Department of Cell and Developmental Biology
Yet they do transform themselves…
As recently as a few years ago, everything seemed so clear: With the birth of a human being, the organism reaches a point of no return. Whether it’d be a skin, hair, fat or blood cell, no differentiated cell in the body – so one thought – can ever become different from what it is.
But this dogma has been toppled from its pedestal. Initial studies have shown that mature body cells can, in fact, be transformed into jacks-of-all-trades, similar to embryonic stem cells. Like the latter, the reprogrammed cells have a fascinating capability called pluripotency: They are able to transform themselves into more than 200 types of body cells. Much hope has been placed in these cells, as it may be possible to treat incurable diseases, such as Parkinson’s or diabetes, using the patient’s own healthy replacement cells.

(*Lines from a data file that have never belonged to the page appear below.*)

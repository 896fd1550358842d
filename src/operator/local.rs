//! Element-level kernels shared by the assembly strategies.
use nalgebra::{DVector, Matrix6, SMatrix, SVector};
use rayon::prelude::*;

use crate::fe::{H1VectorSpace, QuadraturePointGeometry, DOFS_PER_ELEMENT, NODES_PER_ELEMENT};

pub type ElementVector = SVector<f64, DOFS_PER_ELEMENT>;
pub type ElementMatrix = SMatrix<f64, DOFS_PER_ELEMENT, DOFS_PER_ELEMENT>;

/// Maps element velocities to the rate of deformation in Voigt order
/// `[11, 22, 33, 23, 13, 12]` with engineering shear components.
pub type StrainDisplacementMatrix = SMatrix<f64, 6, DOFS_PER_ELEMENT>;

pub fn strain_displacement_matrix(gradients: &SMatrix<f64, 3, NODES_PER_ELEMENT>) -> StrainDisplacementMatrix {
    let mut b = StrainDisplacementMatrix::zeros();
    for a in 0..NODES_PER_ELEMENT {
        let [dx, dy, dz] = [gradients[(0, a)], gradients[(1, a)], gradients[(2, a)]];
        let (u, v, w) = (3 * a, 3 * a + 1, 3 * a + 2);
        b[(0, u)] = dx;
        b[(1, v)] = dy;
        b[(2, w)] = dz;
        b[(3, v)] = dz;
        b[(3, w)] = dy;
        b[(4, u)] = dz;
        b[(4, w)] = dx;
        b[(5, u)] = dy;
        b[(5, v)] = dx;
    }
    b
}

/// Reads a row-major 6 x 6 tangent.
pub fn tangent_matrix(values: &[f64]) -> Matrix6<f64> {
    Matrix6::from_row_slice(&values[..36])
}

/// `sum_q B_q^T sigma_q w_q det J_q` for the stresses of one element.
pub fn element_internal_force(points: &[QuadraturePointGeometry], stress: &[f64]) -> ElementVector {
    let mut f = ElementVector::zeros();
    for (point, sigma) in points.iter().zip(stress.chunks_exact(6)) {
        let b = strain_displacement_matrix(&point.gradients);
        let sigma = SVector::<f64, 6>::from_column_slice(sigma);
        f.gemv_tr(point.weighted_det, &b, &sigma, 1.0);
    }
    f
}

/// `sum_q B_q^T T_q B_q w_q det J_q` for the tangents of one element.
pub fn element_stiffness(points: &[QuadraturePointGeometry], tangent: &[f64]) -> ElementMatrix {
    let mut k = ElementMatrix::zeros();
    for (point, t) in points.iter().zip(tangent.chunks_exact(36)) {
        let b = strain_displacement_matrix(&point.gradients);
        let db = tangent_matrix(t) * b * point.weighted_det;
        k.gemm_tr(1.0, &b, &db, 1.0);
    }
    k
}

/// Evaluates `local` for every element in parallel and accumulates the results into
/// `output` in element order, so the sum does not depend on thread scheduling.
pub fn assemble_element_vectors<F>(space: &H1VectorSpace, output: &mut DVector<f64>, local: F)
where
    F: Fn(usize) -> ElementVector + Sync + Send,
{
    let contributions: Vec<ElementVector> = (0..space.num_elements()).into_par_iter().map(local).collect();
    output.fill(0.0);
    for (element, contribution) in contributions.iter().enumerate() {
        space.scatter_add_element(element, contribution, output);
    }
}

But, how does pluripotency develop and what are the mechanisms that drive this process? Hans Schöler and his team have made good progress in answering this question. The researchers have shown that a gene called Oct4 plays a key role. Normally, it is only expressed in two types of cells, which are completely undeveloped: embryonic stem cells and precursors of egg and sperm cells (gametes). By contrast, in all mature cells, Oct4 is in a Sleeping Beauty−like state. If we want to transform mature cells into pluripotent cells, Oct4 must be targeted and activated.

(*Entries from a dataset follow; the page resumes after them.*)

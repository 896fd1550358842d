//! Time stepping driver for the quasi-static velocity problem.
//!
//! Every step prescribes the essential velocities, optionally bootstraps the velocity field
//! with a linearized boundary condition update and then solves the nonlinear equilibrium
//! equations with Newton-Raphson. Accepted steps are committed and homogenized.
use log::{debug, error, info};
use nalgebra::{DVector, DVectorView, DVectorViewMut};
use std::sync::Arc;

use crate::bc::{apply_essential_velocities, BoundaryConditionManager};
use crate::comm::Communicator;
use crate::config::{KrylovOptions, KrylovSolverKind, NonlinearSolverKind, SimulationOptions, SolverOptions};
use crate::error::{Result, SimulationError};
use crate::fe::{create_box_hex_mesh, H1VectorSpace};
use crate::homogenize::{homogenize, HomogenizedValues};
use crate::material::MaterialModel;
use crate::operator::{CollectiveInnerProduct, MechanicsOperator};
use crate::optimize::newton::{
    newton, newton_line_search, BacktrackingLineSearch, NewtonError, NewtonSettings, NonlinearSystem,
};
use crate::output::OutputStreams;
use crate::sparse::cg::ConjugateGradient;
use crate::sparse::gmres::Gmres;
use crate::sparse::minres::Minres;
use crate::sparse::preconditioner::JacobiPreconditioner;
use crate::sparse::{KrylovSettings, LinearOperator};

pub mod stepping;

use stepping::{StepReport, TimeOptions, TimeStepController};

/// Solves `A x = b` with the configured Krylov method, using `x` as initial guess.
///
/// Reaching the iteration limit is not an error: the last iterate is kept as an inexact
/// solution. Returns the number of Krylov iterations.
pub fn solve_linear_system<A>(
    options: &KrylovOptions,
    operator: A,
    preconditioner: &JacobiPreconditioner<f64>,
    inner_product: CollectiveInnerProduct<'_>,
    b: &DVector<f64>,
    x: &mut DVector<f64>,
) -> Result<usize>
where
    A: LinearOperator<f64>,
{
    let settings = KrylovSettings {
        max_iter: Some(options.max_iter),
        rel_tol: options.rel_tol,
        abs_tol: options.abs_tol,
    };
    let result = match options.solver {
        KrylovSolverKind::Cg => ConjugateGradient::new()
            .with_operator(operator)
            .with_preconditioner(preconditioner)
            .with_inner_product(inner_product)
            .with_settings(settings)
            .solve_with_guess(b, x),
        KrylovSolverKind::Gmres => Gmres::new()
            .with_operator(operator)
            .with_preconditioner(preconditioner)
            .with_inner_product(inner_product)
            .with_settings(settings)
            .solve_with_guess(b, x),
        KrylovSolverKind::Minres => Minres::new()
            .with_operator(operator)
            .with_preconditioner(preconditioner)
            .with_inner_product(inner_product)
            .with_settings(settings)
            .solve_with_guess(b, x),
    };
    match result {
        Ok(output) => Ok(output.num_iterations),
        Err(err) if err.is_max_iterations_reached() => {
            debug!(
                "Krylov solver stopped at its iteration limit with residual {:e}",
                err.output.residual_norm
            );
            Ok(err.output.num_iterations)
        }
        Err(err) => Err(SimulationError::LinearSolverFailure(err.to_string())),
    }
}

/// The equilibrium equations of one time step as a nonlinear system in the velocity.
struct StepSystem<'a> {
    operator: &'a mut MechanicsOperator,
    comm: Arc<dyn Communicator>,
    krylov: &'a KrylovOptions,
}

impl NonlinearSystem<f64> for StepSystem<'_> {
    type Error = SimulationError;

    fn dimension(&self) -> usize {
        self.operator.dimension()
    }

    fn eval_into(&mut self, f: &mut DVectorViewMut<f64>, x: &DVectorView<f64>) -> Result<()> {
        let x = x.clone_owned();
        let mut y = DVector::zeros(x.len());
        self.operator.residual(&x, &mut y)?;
        f.copy_from(&y);
        Ok(())
    }

    fn solve_jacobian_system(
        &mut self,
        sol: &mut DVectorViewMut<f64>,
        _x: &DVectorView<f64>,
        rhs: &DVectorView<f64>,
    ) -> Result<()> {
        let rhs = rhs.clone_owned();
        let mut z = DVector::zeros(rhs.len());
        let (jacobian, preconditioner) = self.operator.gradient()?;
        solve_linear_system(
            self.krylov,
            jacobian,
            preconditioner,
            CollectiveInnerProduct::new(&*self.comm),
            &rhs,
            &mut z,
        )?;
        sol.copy_from(&z);
        Ok(())
    }

    fn norm(&self, f: &DVectorView<f64>) -> f64 {
        self.operator.norm(f)
    }
}

/// Bootstraps the velocity after a change of boundary conditions.
///
/// Linearizes the residual around the previous velocity `x_prev` and solves for the
/// correction that accounts for the jump of the prescribed values. On return the
/// essential entries of `x` hold their prescribed values.
pub fn solve_init(
    operator: &mut MechanicsOperator,
    krylov: &KrylovOptions,
    x_prev: &DVector<f64>,
    x: &mut DVector<f64>,
) -> Result<()> {
    let essential = operator.essential_true_dofs().to_vec();
    let prescribed: Vec<f64> = essential.iter().map(|&dof| x[dof]).collect();

    let mut delta = DVector::zeros(x.len());
    for &dof in &essential {
        delta[dof] = x[dof] - x_prev[dof];
    }

    let comm = operator.shared_communicator();
    let mut b = DVector::zeros(x.len());
    let mut z = DVector::zeros(x.len());
    let (jacobian, preconditioner) = operator.update_bcs_action(x_prev, &delta, &mut b)?;
    // The bootstrap system is always solved with CG
    let options = KrylovOptions {
        solver: KrylovSolverKind::Cg,
        ..krylov.clone()
    };
    solve_linear_system(&options, jacobian, preconditioner, CollectiveInnerProduct::new(&*comm), &b, &mut z)?;

    x.copy_from(&(x_prev - z));
    for (&dof, value) in essential.iter().zip(prescribed) {
        x[dof] = value;
    }
    Ok(())
}

/// Runs Newton-Raphson on the current step, starting from `x`. Returns the iteration count.
pub fn newton_solve(
    operator: &mut MechanicsOperator,
    solvers: &SolverOptions,
    step: usize,
    x: &mut DVector<f64>,
) -> Result<usize> {
    let dt = operator.dt();
    let settings = NewtonSettings {
        max_iterations: Some(solvers.newton.max_iter),
        rel_tolerance: solvers.newton.rel_tol,
        abs_tolerance: solvers.newton.abs_tol,
    };
    let comm = operator.shared_communicator();
    let mut system = StepSystem {
        operator,
        comm,
        krylov: &solvers.krylov,
    };
    let outcome = match solvers.newton.solver {
        NonlinearSolverKind::NewtonRaphson => newton(&mut system, &mut *x, settings),
        NonlinearSolverKind::NewtonRaphsonLineSearch => {
            newton_line_search(&mut system, &mut *x, settings, &mut BacktrackingLineSearch)
        }
    };

    let divergence = |reason: String| SimulationError::NewtonDivergence { step, dt, reason };
    match outcome {
        Ok(output) => {
            debug!(
                "Newton converged in {} iterations, residual {:e} -> {:e}",
                output.iterations, output.initial_residual_norm, output.residual_norm
            );
            Ok(output.iterations)
        }
        Err(NewtonError::ResidualError(err)) | Err(NewtonError::JacobianError(err)) => Err(err),
        Err(err @ NewtonError::MaximumIterationsReached(_))
        | Err(err @ NewtonError::NonFiniteResidual(_))
        | Err(err @ NewtonError::LineSearchError(_)) => Err(divergence(err.to_string())),
    }
}

/// Drives a simulation from the first to the last time step.
#[derive(Debug)]
pub struct NewtonTimeStepDriver {
    operator: MechanicsOperator,
    bcs: BoundaryConditionManager,
    controller: TimeStepController,
    solvers: SolverOptions,
    outputs: OutputStreams,
    velocity: DVector<f64>,
    last_averages: Option<HomogenizedValues>,
}

impl NewtonTimeStepDriver {
    pub fn new(
        mut operator: MechanicsOperator,
        bcs: BoundaryConditionManager,
        time: &TimeOptions,
        solvers: SolverOptions,
        outputs: OutputStreams,
    ) -> Result<Self> {
        solvers.validate()?;
        let controller = TimeStepController::new(time, solvers.newton.max_iter)?;
        operator.set_dt(controller.state().dt);
        let velocity = DVector::zeros(operator.dimension());
        Ok(Self {
            operator,
            bcs,
            controller,
            solvers,
            outputs,
            velocity,
            last_averages: None,
        })
    }

    /// Builds the box mesh, material, operator and output streams described by `options`.
    pub fn from_options(options: &SimulationOptions, comm: Arc<dyn Communicator>) -> Result<Self> {
        options.validate()?;
        let mesh = create_box_hex_mesh(&options.mesh)?;
        let space = H1VectorSpace::new(mesh);
        let material = MaterialModel::new(
            options.material.variant(),
            options.material.parameters.clone(),
            space.num_elements(),
            space.num_quadrature_points(),
        )?;
        let bcs = BoundaryConditionManager::new(options.bcs.clone(), space.num_boundary_attributes())?;
        let outputs = OutputStreams::new(options.output.clone(), &options.time.dt_file, Arc::clone(&comm))?;
        let operator = MechanicsOperator::new(space, material, options.solvers.assembly, comm)?;
        Self::new(operator, bcs, &options.time, options.solvers.clone(), outputs)
    }

    pub fn operator(&self) -> &MechanicsOperator {
        &self.operator
    }

    pub fn controller(&self) -> &TimeStepController {
        &self.controller
    }

    pub fn boundary_conditions(&self) -> &BoundaryConditionManager {
        &self.bcs
    }

    /// The velocity of the most recently accepted step.
    pub fn velocity(&self) -> &DVector<f64> {
        &self.velocity
    }

    pub fn outputs(&self) -> &OutputStreams {
        &self.outputs
    }

    pub fn last_averages(&self) -> Option<&HomogenizedValues> {
        self.last_averages.as_ref()
    }

    pub fn is_finished(&self) -> bool {
        self.controller.is_finished()
    }

    /// Solves, commits and reports one time step.
    pub fn step(&mut self) -> Result<StepReport> {
        let dt = self.controller.begin_step();
        let step = self.controller.state().step;
        let time_begin = self.controller.state().time - dt;

        let bcs_changed = step == 1 || self.bcs.bcs_changed(step);
        let bc_data = self.bcs.update_bc_data(step);
        if bcs_changed {
            self.operator.update_essential_dofs(&bc_data.total)?;
        }

        let x_prev = self.velocity.clone();
        let operator = &mut self.operator;
        let velocity = &mut self.velocity;
        let solvers = &self.solvers;
        let velocity_function = self.bcs.velocity_function();
        let mut report = self.controller.solve_step(|dt| {
            operator.set_dt(dt);
            operator.set_time(time_begin + dt);
            // Prescribed values belong to the end time of this attempt
            velocity.copy_from(&x_prev);
            apply_essential_velocities(
                &bc_data,
                operator.space(),
                operator.kinematics().begin(),
                time_begin + dt,
                velocity_function,
                operator.communicator(),
                velocity,
            );
            if bcs_changed {
                solve_init(operator, &solvers.krylov, &x_prev, velocity)?;
            }
            newton_solve(operator, solvers, step, velocity)
        })?;
        report.bootstrapped = bcs_changed;

        if self.controller.state().auto_adapt {
            self.outputs.append_dt(report.dt)?;
        }
        self.operator.commit();
        self.operator.set_dt(report.next_dt);

        let averages = homogenize(&self.operator, self.outputs.options().additional_avgs)?;
        self.outputs.append_averages(&averages)?;
        self.last_averages = Some(averages);

        if self.operator.communicator().is_root() {
            info!(
                "Step {} accepted at t = {:e} (dt = {:e}) after {} Newton iterations",
                report.step, report.time, report.dt, report.iterations
            );
        }
        Ok(report)
    }

    /// Runs all remaining steps. A fatal failure stops the run and is returned.
    pub fn run(&mut self) -> Result<Vec<StepReport>> {
        let mut reports = Vec::new();
        while !self.controller.is_finished() {
            match self.step() {
                Ok(report) => reports.push(report),
                Err(err) => {
                    if self.operator.communicator().is_root() {
                        error!(
                            "Simulation aborted in step {} during {}: {}",
                            self.controller.state().step,
                            err.stage(),
                            err
                        );
                    }
                    return Err(err);
                }
            }
        }
        Ok(reports)
    }
}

Today, we already have several techniques at our disposal. However, until now none has proved optimal. MPI researchers are therefore striving to develop methods with which the reprogramming of Oct4 (and any other required genes) can take place in a more targeted way and with as few adverse effects as possible for the patient.
Benefits to society
The process driving a cell's journey from totipotency to tissue-resident specialist lies at the heart of how we become complex multicellular living organisms. If we can understand and decipher the processes involved in creating, maintaining, and controlling pluripotency and differentiation, we open up a realm of possibilities:
- With reprogramming available as a standard tool to generate pluripotent cells from anyone, in the long term we have a potentially limitless source for forming individualized replacement parts for our bodies.
- The ability to turn anyone's skin cells into stem cells means we can generate disease models for conditions with a high scarcity of donor tissues, such a neurodegenerative diseases. By creating stem cells from patients which in turn can become neurons, we can test thousands of potential new drugs on the very cells that become diseased in patients's brains without having to worry about cell sourcing.
- By understanding how cells can be induced to become pluripotent again, we can develop new ways to turn cells into multipotent precursors within their respective tissues and organs. These new local stem cells can repair damage locally by replacing lost tissues.